»»

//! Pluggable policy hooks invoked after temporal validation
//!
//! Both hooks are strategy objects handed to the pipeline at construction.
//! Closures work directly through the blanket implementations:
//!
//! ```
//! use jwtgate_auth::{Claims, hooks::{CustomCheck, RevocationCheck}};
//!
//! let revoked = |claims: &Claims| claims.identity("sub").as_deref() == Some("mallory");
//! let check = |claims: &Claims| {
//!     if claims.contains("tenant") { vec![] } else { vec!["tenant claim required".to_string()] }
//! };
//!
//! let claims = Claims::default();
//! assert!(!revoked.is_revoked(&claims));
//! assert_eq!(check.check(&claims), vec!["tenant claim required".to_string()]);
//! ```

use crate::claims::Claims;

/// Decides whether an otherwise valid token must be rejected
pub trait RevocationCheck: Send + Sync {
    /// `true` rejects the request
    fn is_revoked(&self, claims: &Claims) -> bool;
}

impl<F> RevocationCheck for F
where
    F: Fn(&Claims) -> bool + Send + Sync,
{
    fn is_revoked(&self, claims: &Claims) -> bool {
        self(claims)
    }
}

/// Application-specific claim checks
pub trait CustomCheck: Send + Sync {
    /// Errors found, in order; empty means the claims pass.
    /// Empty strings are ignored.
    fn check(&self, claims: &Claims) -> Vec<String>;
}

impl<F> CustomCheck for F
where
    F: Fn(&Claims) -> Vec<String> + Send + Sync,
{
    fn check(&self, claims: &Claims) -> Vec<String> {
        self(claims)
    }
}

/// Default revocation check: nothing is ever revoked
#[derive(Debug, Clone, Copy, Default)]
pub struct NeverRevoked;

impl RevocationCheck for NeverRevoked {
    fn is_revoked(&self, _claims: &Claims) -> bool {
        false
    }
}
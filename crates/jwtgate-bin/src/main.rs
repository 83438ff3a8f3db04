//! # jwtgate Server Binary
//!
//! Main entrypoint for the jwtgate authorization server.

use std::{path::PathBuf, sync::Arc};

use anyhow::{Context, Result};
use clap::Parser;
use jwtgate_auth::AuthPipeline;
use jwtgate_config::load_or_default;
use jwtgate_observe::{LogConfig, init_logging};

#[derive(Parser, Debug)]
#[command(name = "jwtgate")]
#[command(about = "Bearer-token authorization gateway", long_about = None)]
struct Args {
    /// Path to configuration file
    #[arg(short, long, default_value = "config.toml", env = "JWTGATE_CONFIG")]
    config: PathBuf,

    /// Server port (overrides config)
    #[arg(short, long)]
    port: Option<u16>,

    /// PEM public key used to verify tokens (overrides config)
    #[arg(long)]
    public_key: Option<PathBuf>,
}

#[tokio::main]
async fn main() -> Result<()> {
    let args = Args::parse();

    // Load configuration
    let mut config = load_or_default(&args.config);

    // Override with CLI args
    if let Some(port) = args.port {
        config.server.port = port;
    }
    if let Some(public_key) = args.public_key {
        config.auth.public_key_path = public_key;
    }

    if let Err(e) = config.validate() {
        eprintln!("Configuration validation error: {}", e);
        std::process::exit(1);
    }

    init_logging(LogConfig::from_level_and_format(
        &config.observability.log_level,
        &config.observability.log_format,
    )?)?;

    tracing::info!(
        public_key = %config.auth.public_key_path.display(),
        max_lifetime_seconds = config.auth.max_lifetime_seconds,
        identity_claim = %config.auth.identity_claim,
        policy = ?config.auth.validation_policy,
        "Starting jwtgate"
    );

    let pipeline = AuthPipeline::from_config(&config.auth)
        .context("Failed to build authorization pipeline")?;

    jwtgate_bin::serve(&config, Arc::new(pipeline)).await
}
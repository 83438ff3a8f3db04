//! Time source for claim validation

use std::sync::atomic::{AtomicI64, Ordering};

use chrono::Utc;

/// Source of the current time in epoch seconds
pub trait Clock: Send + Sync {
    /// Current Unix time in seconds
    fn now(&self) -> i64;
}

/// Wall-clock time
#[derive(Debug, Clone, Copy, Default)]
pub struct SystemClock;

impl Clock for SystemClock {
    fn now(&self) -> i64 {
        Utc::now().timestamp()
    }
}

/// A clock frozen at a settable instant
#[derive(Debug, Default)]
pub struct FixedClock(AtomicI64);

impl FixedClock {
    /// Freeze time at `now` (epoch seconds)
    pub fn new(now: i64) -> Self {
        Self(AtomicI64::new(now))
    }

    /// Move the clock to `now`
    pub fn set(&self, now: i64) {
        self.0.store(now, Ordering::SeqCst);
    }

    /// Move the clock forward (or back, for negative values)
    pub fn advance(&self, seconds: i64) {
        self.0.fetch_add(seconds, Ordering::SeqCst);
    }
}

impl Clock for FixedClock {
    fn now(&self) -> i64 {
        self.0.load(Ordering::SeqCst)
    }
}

««
»»

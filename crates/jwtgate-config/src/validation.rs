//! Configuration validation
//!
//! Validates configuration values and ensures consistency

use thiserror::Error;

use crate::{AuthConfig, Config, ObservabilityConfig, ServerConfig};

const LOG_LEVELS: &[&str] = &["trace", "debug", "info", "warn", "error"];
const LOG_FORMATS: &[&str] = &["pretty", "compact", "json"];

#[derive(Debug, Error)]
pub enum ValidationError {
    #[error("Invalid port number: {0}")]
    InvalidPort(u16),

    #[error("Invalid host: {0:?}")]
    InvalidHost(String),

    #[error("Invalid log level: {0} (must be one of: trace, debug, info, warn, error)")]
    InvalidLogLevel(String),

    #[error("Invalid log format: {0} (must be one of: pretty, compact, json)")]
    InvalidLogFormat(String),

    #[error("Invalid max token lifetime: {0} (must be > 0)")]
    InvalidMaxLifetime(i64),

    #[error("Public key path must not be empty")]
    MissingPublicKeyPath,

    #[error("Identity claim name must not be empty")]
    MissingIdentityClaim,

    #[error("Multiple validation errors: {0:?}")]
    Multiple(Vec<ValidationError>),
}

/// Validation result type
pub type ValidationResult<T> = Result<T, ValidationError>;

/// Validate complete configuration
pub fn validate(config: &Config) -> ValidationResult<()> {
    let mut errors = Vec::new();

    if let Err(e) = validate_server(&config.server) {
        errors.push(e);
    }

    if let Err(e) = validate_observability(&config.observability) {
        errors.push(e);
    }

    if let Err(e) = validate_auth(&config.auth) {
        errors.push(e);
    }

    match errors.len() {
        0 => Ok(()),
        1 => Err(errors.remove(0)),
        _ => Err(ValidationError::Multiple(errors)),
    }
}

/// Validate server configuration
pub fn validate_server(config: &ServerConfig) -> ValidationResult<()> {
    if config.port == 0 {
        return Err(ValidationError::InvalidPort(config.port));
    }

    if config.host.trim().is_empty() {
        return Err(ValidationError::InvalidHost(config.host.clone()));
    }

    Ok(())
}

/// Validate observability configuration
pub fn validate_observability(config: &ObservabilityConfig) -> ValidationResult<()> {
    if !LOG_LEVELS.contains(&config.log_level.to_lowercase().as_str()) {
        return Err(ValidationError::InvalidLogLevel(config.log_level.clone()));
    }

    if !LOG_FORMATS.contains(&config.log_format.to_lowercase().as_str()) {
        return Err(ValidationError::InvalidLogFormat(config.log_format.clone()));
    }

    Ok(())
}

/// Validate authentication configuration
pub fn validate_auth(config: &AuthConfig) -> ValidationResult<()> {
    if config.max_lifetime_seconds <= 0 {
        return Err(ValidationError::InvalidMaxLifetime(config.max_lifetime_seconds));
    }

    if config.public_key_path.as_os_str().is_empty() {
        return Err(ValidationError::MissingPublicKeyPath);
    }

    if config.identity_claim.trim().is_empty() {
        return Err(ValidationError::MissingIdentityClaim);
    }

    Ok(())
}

««

## Work task
Could you transcribe the entries above word for word, from the line with "after temporal validation" down to the line with "strings are ignored.", keeping both?

## Reply
//! Pluggable policy hooks invoked after temporal validation
//!
//! Both hooks are strategy objects handed to the pipeline at construction.
//! Closures work directly through the blanket implementations:
//!
//! ```
//! use jwtgate_auth::{Claims, hooks::{CustomCheck, RevocationCheck}};
//!
//! let revoked = |claims: &Claims| claims.identity("sub").as_deref() == Some("mallory");
//! let check = |claims: &Claims| {
//!     if claims.contains("tenant") { vec![] } else { vec!["tenant claim required".to_string()] }
//! };
//!
//! let claims = Claims::default();
//! assert!(!revoked.is_revoked(&claims));
//! assert_eq!(check.check(&claims), vec!["tenant claim required".to_string()]);
//! ```

use crate::claims::Claims;

/// Decides whether an otherwise valid token must be rejected
pub trait RevocationCheck: Send + Sync {
    /// `true` rejects the request
    fn is_revoked(&self, claims: &Claims) -> bool;
}

impl<F> RevocationCheck for F
where
    F: Fn(&Claims) -> bool + Send + Sync,
{
    fn is_revoked(&self, claims: &Claims) -> bool {
        self(claims)
    }
}

/// Application-specific claim checks
pub trait CustomCheck: Send + Sync {
    /// Errors found, in order; empty means the claims pass.
    /// Empty strings are ignored.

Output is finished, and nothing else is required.